=== What to produce ===
Find the lines below that include the word "says" and report how many there are, with no other text.

(Collected data entries)

★ ★ ★ ★

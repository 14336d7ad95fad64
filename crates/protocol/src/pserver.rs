//! The pserver authentication exchange.
//!
//! A pserver login is a fixed sequence of lines written by the client,
//!
//! ```text
//! BEGIN AUTH REQUEST
//! <repository root>
//! <user>
//! <scrambled password>
//! END AUTH REQUEST
//! ```
//!
//! answered by the server with either `I LOVE YOU` or a run of diagnostic
//! lines that usually ends in `I HATE YOU`. This module writes the request and
//! classifies the reply; it never decides what a rejection means for retry
//! policy.

use std::io::{self, BufRead, Write};

/// Opening line of an authentication request.
pub const BEGIN_AUTH_REQUEST: &str = "BEGIN AUTH REQUEST";
/// Closing line of an authentication request.
pub const END_AUTH_REQUEST: &str = "END AUTH REQUEST";
/// Reply sent by the server when the credentials are accepted.
pub const LOGIN_OK: &str = "I LOVE YOU";
/// Reply sent by the server when the credentials are rejected.
pub const LOGIN_FAILED: &str = "I HATE YOU";
/// Prefix the server puts in front of diagnostic lines.
pub const ERROR_LINE_PREFIX: &str = "E ";
/// Prefix of generic server failures that carry no useful code.
pub const ERROR_ZERO_PREFIX: &str = "error 0 ";
/// Fragment identifying an unknown account in a refusal message.
pub const NO_SUCH_USER: &str = "no such user";
/// TCP port a pserver listens on unless told otherwise.
pub const DEFAULT_PSERVER_PORT: u16 = 2401;

/// Fallback message used when the server rejects a login without explanation.
const LOGIN_REFUSED: &str = "login refused";

/// How diagnostic lines preceding the verdict are collected.
#[derive(Clone, Copy, Debug, Default, Eq, PartialEq)]
pub enum ResponseFraming {
    /// Direct connections: only lines tagged with `E ` are diagnostics and the
    /// first untagged line ends the reply. Messages are joined with spaces.
    #[default]
    ErrorMarked,
    /// Tunnelled connections: every non-empty line is a diagnostic. Proxies
    /// tend to emit untagged text of their own, so messages are joined with
    /// newlines to keep their lines apart.
    Proxied,
}

impl ResponseFraming {
    const fn separator(self) -> char {
        match self {
            Self::ErrorMarked => ' ',
            Self::Proxied => '\n',
        }
    }
}

/// Classified server reply to an authentication request.
#[derive(Clone, Debug, Eq, PartialEq)]
pub enum AuthResponse {
    /// The server answered `I LOVE YOU`.
    Accepted,
    /// The server closed the stream or sent an empty first line.
    NoResponse,
    /// The server answered `I HATE YOU`; new credentials may succeed.
    Rejected {
        /// Collected diagnostics, or `login refused` when there were none.
        message: String,
    },
    /// The refusal names an unknown account; new credentials may succeed.
    UnknownUser {
        /// Server message with any `error 0 ` prefix removed.
        message: String,
    },
    /// The server refused for a reason unrelated to the credentials.
    Refused {
        /// Server message with any `error 0 ` prefix removed.
        message: String,
    },
}

impl AuthResponse {
    /// Reports whether prompting for different credentials could help.
    #[must_use]
    pub const fn is_retryable(&self) -> bool {
        matches!(self, Self::Rejected { .. } | Self::UnknownUser { .. })
    }
}

/// Writes a complete authentication request and flushes `writer`.
///
/// `scrambled_password` is the output of [`crate::scramble`]. Its characters
/// are Latin-1 code points and are written one byte each; root and user are
/// written as UTF-8.
///
/// # Errors
///
/// Propagates write and flush failures. Characters in the scrambled password
/// above `U+00FF` are reported as [`io::ErrorKind::InvalidInput`].
pub fn write_auth_request<W: Write + ?Sized>(
    writer: &mut W,
    root: &str,
    user: &str,
    scrambled_password: &str,
) -> io::Result<()> {
    let mut request = Vec::with_capacity(
        BEGIN_AUTH_REQUEST.len()
            + END_AUTH_REQUEST.len()
            + root.len()
            + user.len()
            + scrambled_password.len()
            + 5,
    );
    push_line(&mut request, BEGIN_AUTH_REQUEST.as_bytes());
    push_line(&mut request, root.as_bytes());
    push_line(&mut request, user.as_bytes());
    for ch in scrambled_password.chars() {
        let byte = u8::try_from(u32::from(ch)).map_err(|_| {
            io::Error::new(
                io::ErrorKind::InvalidInput,
                "scrambled password contains a character outside Latin-1",
            )
        })?;
        request.push(byte);
    }
    request.push(b'\n');
    push_line(&mut request, END_AUTH_REQUEST.as_bytes());

    writer.write_all(&request)?;
    writer.flush()
}

fn push_line(buffer: &mut Vec<u8>, line: &[u8]) {
    buffer.extend_from_slice(line);
    buffer.push(b'\n');
}

/// Decodes bytes as ISO-8859-1, mapping each byte to the code point of the
/// same value.
#[must_use]
pub fn latin1_to_string(bytes: &[u8]) -> String {
    bytes.iter().copied().map(char::from).collect()
}

/// Reads one `\n`-terminated line and decodes it as Latin-1.
///
/// The terminator is not part of the result. Returns `Ok(None)` when the
/// stream is already at end of file; a final line without terminator is
/// returned as-is.
///
/// # Errors
///
/// Propagates read failures from `reader`.
pub fn read_raw_line<R: BufRead + ?Sized>(reader: &mut R) -> io::Result<Option<String>> {
    let mut line = Vec::new();
    let read = reader.read_until(b'\n', &mut line)?;
    if read == 0 {
        return Ok(None);
    }
    if line.last() == Some(&b'\n') {
        line.pop();
    }
    Ok(Some(latin1_to_string(&line)))
}

/// Reads and classifies the server's reply to an authentication request.
///
/// End of file and an empty first line both yield
/// [`AuthResponse::NoResponse`]. Diagnostic lines are collected according to
/// `framing` with their `E ` tags removed; a terminating `I HATE YOU` produces
/// [`AuthResponse::Rejected`]. Any other terminating line is appended to the
/// collected diagnostics, stripped of a leading `error 0 `, and classified as
/// [`AuthResponse::UnknownUser`] when it mentions `no such user` and as
/// [`AuthResponse::Refused`] otherwise.
///
/// # Errors
///
/// Propagates read failures from `reader`.
pub fn read_auth_response<R: BufRead + ?Sized>(
    reader: &mut R,
    framing: ResponseFraming,
) -> io::Result<AuthResponse> {
    let Some(first) = read_raw_line(reader)? else {
        return Ok(AuthResponse::NoResponse);
    };
    if first == LOGIN_OK {
        return Ok(AuthResponse::Accepted);
    }
    if first.is_empty() {
        return Ok(AuthResponse::NoResponse);
    }

    let mut collected = String::new();
    let mut current = Some(first);
    let terminal = loop {
        let Some(line) = current.take() else {
            break String::new();
        };
        if line == LOGIN_FAILED {
            let message = if collected.is_empty() {
                String::from(LOGIN_REFUSED)
            } else {
                collected
            };
            #[cfg(feature = "tracing")]
            tracing::debug!(target: "cvs::auth", %message, "pserver rejected credentials");
            return Ok(AuthResponse::Rejected { message });
        }
        let diagnostic = match framing {
            ResponseFraming::ErrorMarked => line.strip_prefix(ERROR_LINE_PREFIX).map(str::to_owned),
            ResponseFraming::Proxied if line.is_empty() => None,
            ResponseFraming::Proxied => Some(
                line.strip_prefix(ERROR_LINE_PREFIX)
                    .map_or_else(|| line.clone(), str::to_owned),
            ),
        };
        match diagnostic {
            Some(text) => {
                if !collected.is_empty() {
                    collected.push(framing.separator());
                }
                collected.push_str(&text);
                current = read_raw_line(reader)?;
            }
            None => break line,
        }
    };

    let terminal = terminal
        .strip_prefix(ERROR_ZERO_PREFIX)
        .unwrap_or(&terminal);
    let mut message = collected;
    if !terminal.is_empty() {
        if !message.is_empty() {
            message.push(framing.separator());
        }
        message.push_str(terminal);
    }

    if message.contains(NO_SUCH_USER) {
        Ok(AuthResponse::UnknownUser { message })
    } else {
        Ok(AuthResponse::Refused { message })
    }
}

#[cfg(test)]
mod tests {
    use super::*;
    use std::io::Cursor;

    fn classify(reply: &[u8], framing: ResponseFraming) -> AuthResponse {
        read_auth_response(&mut Cursor::new(reply), framing).expect("in-memory read")
    }

    #[test]
    fn request_layout_matches_protocol() {
        let mut wire = Vec::new();
        write_auth_request(&mut wire, "/cvsroot", "anonymous", "A").unwrap();
        assert_eq!(
            wire,
            b"BEGIN AUTH REQUEST\n/cvsroot\nanonymous\nA\nEND AUTH REQUEST\n"
        );
    }

    #[test]
    fn scrambled_high_half_is_written_as_single_bytes() {
        let scrambled = crate::scramble("\u{e9}").unwrap();
        let mut wire = Vec::new();
        write_auth_request(&mut wire, "/r", "u", &scrambled).unwrap();
        let expected_byte = crate::SCRAMBLE_TABLE[0xe9];
        assert!(wire.windows(3).any(|w| w == [b'A', expected_byte, b'\n']));
    }

    #[test]
    fn write_rejects_wide_characters() {
        let mut wire = Vec::new();
        let error = write_auth_request(&mut wire, "/r", "u", "A\u{400}").unwrap_err();
        assert_eq!(error.kind(), io::ErrorKind::InvalidInput);
        assert!(wire.is_empty());
    }

    #[test]
    fn accepted_reply() {
        assert_eq!(
            classify(b"I LOVE YOU\n", ResponseFraming::ErrorMarked),
            AuthResponse::Accepted
        );
    }

    #[test]
    fn end_of_stream_is_no_response() {
        assert_eq!(
            classify(b"", ResponseFraming::ErrorMarked),
            AuthResponse::NoResponse
        );
        assert_eq!(
            classify(b"\n", ResponseFraming::Proxied),
            AuthResponse::NoResponse
        );
    }

    #[test]
    fn rejection_collects_error_lines() {
        assert_eq!(
            classify(b"E bad password\nI HATE YOU\n", ResponseFraming::ErrorMarked),
            AuthResponse::Rejected {
                message: String::from("bad password")
            }
        );
        assert_eq!(
            classify(
                b"E first\nE second\nI HATE YOU\n",
                ResponseFraming::ErrorMarked
            ),
            AuthResponse::Rejected {
                message: String::from("first second")
            }
        );
    }

    #[test]
    fn bare_rejection_reports_login_refused() {
        let response = classify(b"I HATE YOU\n", ResponseFraming::ErrorMarked);
        assert_eq!(
            response,
            AuthResponse::Rejected {
                message: String::from("login refused")
            }
        );
        assert!(response.is_retryable());
    }

    #[test]
    fn unknown_user_is_retryable() {
        let response = classify(
            b"error 0 no such user alice in CVSROOT/passwd\n",
            ResponseFraming::ErrorMarked,
        );
        assert_eq!(
            response,
            AuthResponse::UnknownUser {
                message: String::from("no such user alice in CVSROOT/passwd")
            }
        );
        assert!(response.is_retryable());
    }

    #[test]
    fn other_failures_are_refusals() {
        let response = classify(
            b"E Fatal error, aborting.\ncvs [server aborted]: root not allowed\n",
            ResponseFraming::ErrorMarked,
        );
        assert_eq!(
            response,
            AuthResponse::Refused {
                message: String::from("Fatal error, aborting. cvs [server aborted]: root not allowed")
            }
        );
        assert!(!response.is_retryable());
    }

    #[test]
    fn proxied_replies_keep_untagged_lines() {
        assert_eq!(
            classify(
                b"HTTP/1.0 200 OK\nE bad password\nI HATE YOU\n",
                ResponseFraming::Proxied
            ),
            AuthResponse::Rejected {
                message: String::from("HTTP/1.0 200 OK\nbad password")
            }
        );
        assert_eq!(
            classify(b"proxy says no\n\n", ResponseFraming::Proxied),
            AuthResponse::Refused {
                message: String::from("proxy says no")
            }
        );
    }

    #[test]
    fn raw_lines_decode_latin1_and_keep_carriage_returns() {
        let mut reader = Cursor::new(&b"caf\xe9\r\nlast"[..]);
        assert_eq!(
            read_raw_line(&mut reader).unwrap().as_deref(),
            Some("caf\u{e9}\r")
        );
        assert_eq!(read_raw_line(&mut reader).unwrap().as_deref(), Some("last"));
        assert_eq!(read_raw_line(&mut reader).unwrap(), None);
    }
}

★ ★ ★ ★

=== Answer section ===
2